• _What this task involves_
Without changing anything, set down every line shown below.

[[ Data supplied, beginning ]]

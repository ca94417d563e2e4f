use async_trait::async_trait;
use chrono::{DateTime, SecondsFormat, Utc};
use model::{track::TrackPoint, vehicle::VehicleReading};
use tracker::source::{TrackSource, VehicleSource};

use crate::{
    client::FeatureServiceClient,
    feature::{Feature, FeatureQuery, TrackAttributes, VehicleAttributes},
    ApiError,
};

pub const VEHICLE_RECORD_LIMIT: u32 = 500;
pub const HISTORY_RECORD_LIMIT: u32 = 2000;

const VEHICLE_FIELDS: [&str; 6] = [
    "name",
    "gps_time",
    "gps_latitude",
    "gps_longitude",
    "gps_speedMilesPerHour",
    "gps_headingDegrees",
];
const TRACK_FIELDS: [&str; 4] = ["name", "gps_time", "gps_latitude", "gps_longitude"];

/// Live vehicle positions and their track history, served by two feature
/// layers.
pub struct PlowFeed {
    client: FeatureServiceClient,
    vehicles_url: String,
    history_url: String,
}

impl PlowFeed {
    pub fn new<S: Into<String>>(
        client: FeatureServiceClient,
        vehicles_url: S,
        history_url: S,
    ) -> Self {
        Self {
            client,
            vehicles_url: vehicles_url.into(),
            history_url: history_url.into(),
        }
    }

    pub async fn fetch_vehicles(&self) -> Result<Vec<VehicleReading>, ApiError> {
        let features = self
            .client
            .query::<VehicleAttributes>(&self.vehicles_url, &vehicles_query())
            .await?;
        Ok(features.into_iter().map(vehicle_reading).collect())
    }

    pub async fn fetch_track(
        &self,
        since: DateTime<Utc>,
        vehicle: Option<&str>,
    ) -> Result<Vec<TrackPoint>, ApiError> {
        let features = self
            .client
            .query::<TrackAttributes>(&self.history_url, &track_query(since, vehicle))
            .await?;
        Ok(features.into_iter().filter_map(track_point).collect())
    }
}

#[async_trait]
impl VehicleSource for PlowFeed {
    async fn current_vehicles(&self) -> Vec<VehicleReading> {
        self.fetch_vehicles().await.unwrap_or_else(|why| {
            log::error!("Error fetching vehicles from '{}': {}", self.vehicles_url, why);
            vec![]
        })
    }
}

#[async_trait]
impl TrackSource for PlowFeed {
    async fn track_since(
        &self,
        since: DateTime<Utc>,
        vehicle: Option<&str>,
    ) -> Vec<TrackPoint> {
        self.fetch_track(since, vehicle).await.unwrap_or_else(|why| {
            log::error!("Error fetching route history from '{}': {}", self.history_url, why);
            vec![]
        })
    }
}

pub fn vehicles_query() -> FeatureQuery {
    FeatureQuery::new("1=1", &VEHICLE_FIELDS).limit(VEHICLE_RECORD_LIMIT)
}

pub fn track_query(since: DateTime<Utc>, vehicle: Option<&str>) -> FeatureQuery {
    let mut conditions = vec![format!(
        "gps_time >= {}",
        quote_literal(&since.to_rfc3339_opts(SecondsFormat::Secs, false))
    )];
    if let Some(vehicle) = vehicle {
        conditions.push(format!("name = {}", quote_literal(vehicle)));
    }

    FeatureQuery::new(conditions.join(" AND "), &TRACK_FIELDS)
        .limit(HISTORY_RECORD_LIMIT)
        .order_by("gps_time DESC")
}

/// SQL string literal with embedded quotes doubled.
fn quote_literal(value: &str) -> String {
    format!("'{}'", value.replace('\'', "''"))
}

fn vehicle_reading(mut feature: Feature<VehicleAttributes>) -> VehicleReading {
    let attributes = feature.attributes.take().unwrap_or_default();
    let (latitude, longitude) =
        feature.coordinates(attributes.gps_latitude, attributes.gps_longitude);

    VehicleReading {
        name: attributes.name.unwrap_or_default(),
        observed_at: attributes.gps_time,
        latitude,
        longitude,
        speed_mph: attributes
            .gps_speed_miles_per_hour
            .filter(|speed| speed.is_finite())
            .unwrap_or(0.0)
            .max(0.0),
        heading_degrees: attributes.gps_heading_degrees,
    }
}

/// Track samples without any coordinates are unusable and dropped here.
fn track_point(mut feature: Feature<TrackAttributes>) -> Option<TrackPoint> {
    let attributes = feature.attributes.take().unwrap_or_default();
    let (latitude, longitude) =
        feature.coordinates(attributes.gps_latitude, attributes.gps_longitude);

    Some(TrackPoint {
        name: attributes.name.unwrap_or_default(),
        observed_at: attributes.gps_time,
        latitude: Some(latitude?),
        longitude: Some(longitude?),
    })
}
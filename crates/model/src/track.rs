use chrono::{DateTime, Utc};

use crate::{location_of, GeoPoint, Located};

/// One historical GPS sample.
#[derive(Debug, Clone, PartialEq)]
pub struct TrackPoint {
    pub name: String,
    pub observed_at: Option<DateTime<Utc>>,
    pub latitude: Option<f64>,
    pub longitude: Option<f64>,
}

impl Located for TrackPoint {
    fn location(&self) -> Option<GeoPoint> {
        location_of(self.latitude, self.longitude)
    }
}
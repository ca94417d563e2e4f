//! Fallback address for `check`.
//!
//! Priority:
//! 1. `SNOWPLOW_DEFAULT_ADDRESS`
//! 2. a `## Snow Plow` section with a `Default address:` line in the first
//!    readable `TOOLS.md` of [`candidate_paths`]

use std::{
    env, fs,
    path::{Path, PathBuf},
    sync::OnceLock,
};

use regex::Regex;

pub const DEFAULT_ADDRESS_VAR: &str = "SNOWPLOW_DEFAULT_ADDRESS";
const WORKSPACE_VAR: &str = "CLAWDBOT_WORKSPACE";
const NOTES_FILE: &str = "TOOLS.md";

fn section_pattern() -> &'static Regex {
    static PATTERN: OnceLock<Regex> = OnceLock::new();
    PATTERN.get_or_init(|| {
        Regex::new(r"(?is)##\s*Snow\s*Plow.*?Default address:\s*(.+?)(?:\n|$)").unwrap()
    })
}

pub fn default_address() -> Option<String> {
    env::var(DEFAULT_ADDRESS_VAR)
        .ok()
        .map(|value| value.trim().to_owned())
        .filter(|value| !value.is_empty())
        .or_else(|| find_in_files(&candidate_paths()))
}

pub fn candidate_paths() -> Vec<PathBuf> {
    let mut paths = vec![];
    if let Some(home) = dirs::home_dir() {
        paths.push(home.join("clawd").join(NOTES_FILE));
    }
    if let Ok(cwd) = env::current_dir() {
        paths.push(cwd.join(NOTES_FILE));
    }
    if let Some(workspace) = env::var_os(WORKSPACE_VAR).filter(|value| !value.is_empty()) {
        paths.push(PathBuf::from(workspace).join(NOTES_FILE));
    }
    paths
}

/// First address found among `paths`. Missing or unreadable files are skipped.
pub fn find_in_files<P: AsRef<Path>>(paths: &[P]) -> Option<String> {
    paths.iter().find_map(|path| {
        let path = path.as_ref();
        let content = fs::read_to_string(path).ok()?;
        let address = parse_default_address(&content);
        if let Some(address) = &address {
            log::debug!("Default address '{address}' from {}.", path.display());
        }
        address
    })
}

pub fn parse_default_address(content: &str) -> Option<String> {
    section_pattern()
        .captures(content)
        .and_then(|captures| captures.get(1))
        .map(|address| address.as_str().trim().to_owned())
        .filter(|address| !address.is_empty())
}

[[ Data supplied, end ]]

• _Response to the task_
repository ca94417d563e2e4f
use async_trait::async_trait;
use chrono::{DateTime, SecondsFormat, Utc};
use model::{track::TrackPoint, vehicle::VehicleReading};
use tracker::source::{TrackSource, VehicleSource};

use crate::{
    client::FeatureServiceClient,
    feature::{Feature, FeatureQuery, TrackAttributes, VehicleAttributes},
    ApiError,
};

pub const VEHICLE_RECORD_LIMIT: u32 = 500;
pub const HISTORY_RECORD_LIMIT: u32 = 2000;

const VEHICLE_FIELDS: [&str; 6] = [
    "name",
    "gps_time",
    "gps_latitude",
    "gps_longitude",
    "gps_speedMilesPerHour",
    "gps_headingDegrees",
];
const TRACK_FIELDS: [&str; 4] = ["name", "gps_time", "gps_latitude", "gps_longitude"];

/// Live vehicle positions and their track history, served by two feature
/// layers.
pub struct PlowFeed {
    client: FeatureServiceClient,
    vehicles_url: String,
    history_url: String,
}

impl PlowFeed {
    pub fn new<S: Into<String>>(
        client: FeatureServiceClient,
        vehicles_url: S,
        history_url: S,
    ) -> Self {
        Self {
            client,
            vehicles_url: vehicles_url.into(),
            history_url: history_url.into(),
        }
    }

    pub async fn fetch_vehicles(&self) -> Result<Vec<VehicleReading>, ApiError> {
        let features = self
            .client
            .query::<VehicleAttributes>(&self.vehicles_url, &vehicles_query())
            .await?;
        Ok(features.into_iter().map(vehicle_reading).collect())
    }

    pub async fn fetch_track(
        &self,
        since: DateTime<Utc>,
        vehicle: Option<&str>,
    ) -> Result<Vec<TrackPoint>, ApiError> {
        let features = self
            .client
            .query::<TrackAttributes>(&self.history_url, &track_query(since, vehicle))
            .await?;
        Ok(features.into_iter().filter_map(track_point).collect())
    }
}

#[async_trait]
impl VehicleSource for PlowFeed {
    async fn current_vehicles(&self) -> Vec<VehicleReading> {
        self.fetch_vehicles().await.unwrap_or_else(|why| {
            log::error!("Error fetching vehicles from '{}': {}", self.vehicles_url, why);
            vec![]
        })
    }
}

#[async_trait]
impl TrackSource for PlowFeed {
    async fn track_since(
        &self,
        since: DateTime<Utc>,
        vehicle: Option<&str>,
    ) -> Vec<TrackPoint> {
        self.fetch_track(since, vehicle).await.unwrap_or_else(|why| {
            log::error!("Error fetching route history from '{}': {}", self.history_url, why);
            vec![]
        })
    }
}

pub fn vehicles_query() -> FeatureQuery {
    FeatureQuery::new("1=1", &VEHICLE_FIELDS).limit(VEHICLE_RECORD_LIMIT)
}

pub fn track_query(since: DateTime<Utc>, vehicle: Option<&str>) -> FeatureQuery {
    let mut conditions = vec![format!(
        "gps_time >= {}",
        quote_literal(&since.to_rfc3339_opts(SecondsFormat::Secs, false))
    )];
    if let Some(vehicle) = vehicle {
        conditions.push(format!("name = {}", quote_literal(vehicle)));
    }

    FeatureQuery::new(conditions.join(" AND "), &TRACK_FIELDS)
        .limit(HISTORY_RECORD_LIMIT)
        .order_by("gps_time DESC")
}

/// SQL string literal with embedded quotes doubled.
fn quote_literal(value: &str) -> String {
    format!("'{}'", value.replace('\'', "''"))
}

fn vehicle_reading(mut feature: Feature<VehicleAttributes>) -> VehicleReading {
    let attributes = feature.attributes.take().unwrap_or_default();
    let (latitude, longitude) =
        feature.coordinates(attributes.gps_latitude, attributes.gps_longitude);

    VehicleReading {
        name: attributes.name.unwrap_or_default(),
        observed_at: attributes.gps_time,
        latitude,
        longitude,
        speed_mph: attributes
            .gps_speed_miles_per_hour
            .filter(|speed| speed.is_finite())
            .unwrap_or(0.0)
            .max(0.0),
        heading_degrees: attributes.gps_heading_degrees,
    }
}

/// Track samples without any coordinates are unusable and dropped here.
fn track_point(mut feature: Feature<TrackAttributes>) -> Option<TrackPoint> {
    let attributes = feature.attributes.take().unwrap_or_default();
    let (latitude, longitude) =
        feature.coordinates(attributes.gps_latitude, attributes.gps_longitude);

    Some(TrackPoint {
        name: attributes.name.unwrap_or_default(),
        observed_at: attributes.gps_time,
        latitude: Some(latitude?),
        longitude: Some(longitude?),
    })
}
filename crates/model/src/track.rs
use chrono::{DateTime, Utc};

use crate::{location_of, GeoPoint, Located};

/// One historical GPS sample.
#[derive(Debug, Clone, PartialEq)]
pub struct TrackPoint {
    pub name: String,
    pub observed_at: Option<DateTime<Utc>>,
    pub latitude: Option<f64>,
    pub longitude: Option<f64>,
}

impl Located for TrackPoint {
    fn location(&self) -> Option<GeoPoint> {
        location_of(self.latitude, self.longitude)
    }
}
repository ca94417d563e2e4f
//! Fallback address for `check`.
//!
//! Priority:
//! 1. `SNOWPLOW_DEFAULT_ADDRESS`
//! 2. a `## Snow Plow` section with a `Default address:` line in the first
//!    readable `TOOLS.md` of [`candidate_paths`]

use std::{
    env, fs,
    path::{Path, PathBuf},
    sync::OnceLock,
};

use regex::Regex;

pub const DEFAULT_ADDRESS_VAR: &str = "SNOWPLOW_DEFAULT_ADDRESS";
const WORKSPACE_VAR: &str = "CLAWDBOT_WORKSPACE";
const NOTES_FILE: &str = "TOOLS.md";

fn section_pattern() -> &'static Regex {
    static PATTERN: OnceLock<Regex> = OnceLock::new();
    PATTERN.get_or_init(|| {
        Regex::new(r"(?is)##\s*Snow\s*Plow.*?Default address:\s*(.+?)(?:\n|$)").unwrap()
    })
}

pub fn default_address() -> Option<String> {
    env::var(DEFAULT_ADDRESS_VAR)
        .ok()
        .map(|value| value.trim().to_owned())
        .filter(|value| !value.is_empty())
        .or_else(|| find_in_files(&candidate_paths()))
}

pub fn candidate_paths() -> Vec<PathBuf> {
    let mut paths = vec![];
    if let Some(home) = dirs::home_dir() {
        paths.push(home.join("clawd").join(NOTES_FILE));
    }
    if let Ok(cwd) = env::current_dir() {
        paths.push(cwd.join(NOTES_FILE));
    }
    if let Some(workspace) = env::var_os(WORKSPACE_VAR).filter(|value| !value.is_empty()) {
        paths.push(PathBuf::from(workspace).join(NOTES_FILE));
    }
    paths
}

/// First address found among `paths`. Missing or unreadable files are skipped.
pub fn find_in_files<P: AsRef<Path>>(paths: &[P]) -> Option<String> {
    paths.iter().find_map(|path| {
        let path = path.as_ref();
        let content = fs::read_to_string(path).ok()?;
        let address = parse_default_address(&content);
        if let Some(address) = &address {
            log::debug!("Default address '{address}' from {}.", path.display());
        }
        address
    })
}

pub fn parse_default_address(content: &str) -> Option<String> {
    section_pattern()
        .captures(content)
        .and_then(|captures| captures.get(1))
        .map(|address| address.as_str().trim().to_owned())
        .filter(|address| !address.is_empty())
}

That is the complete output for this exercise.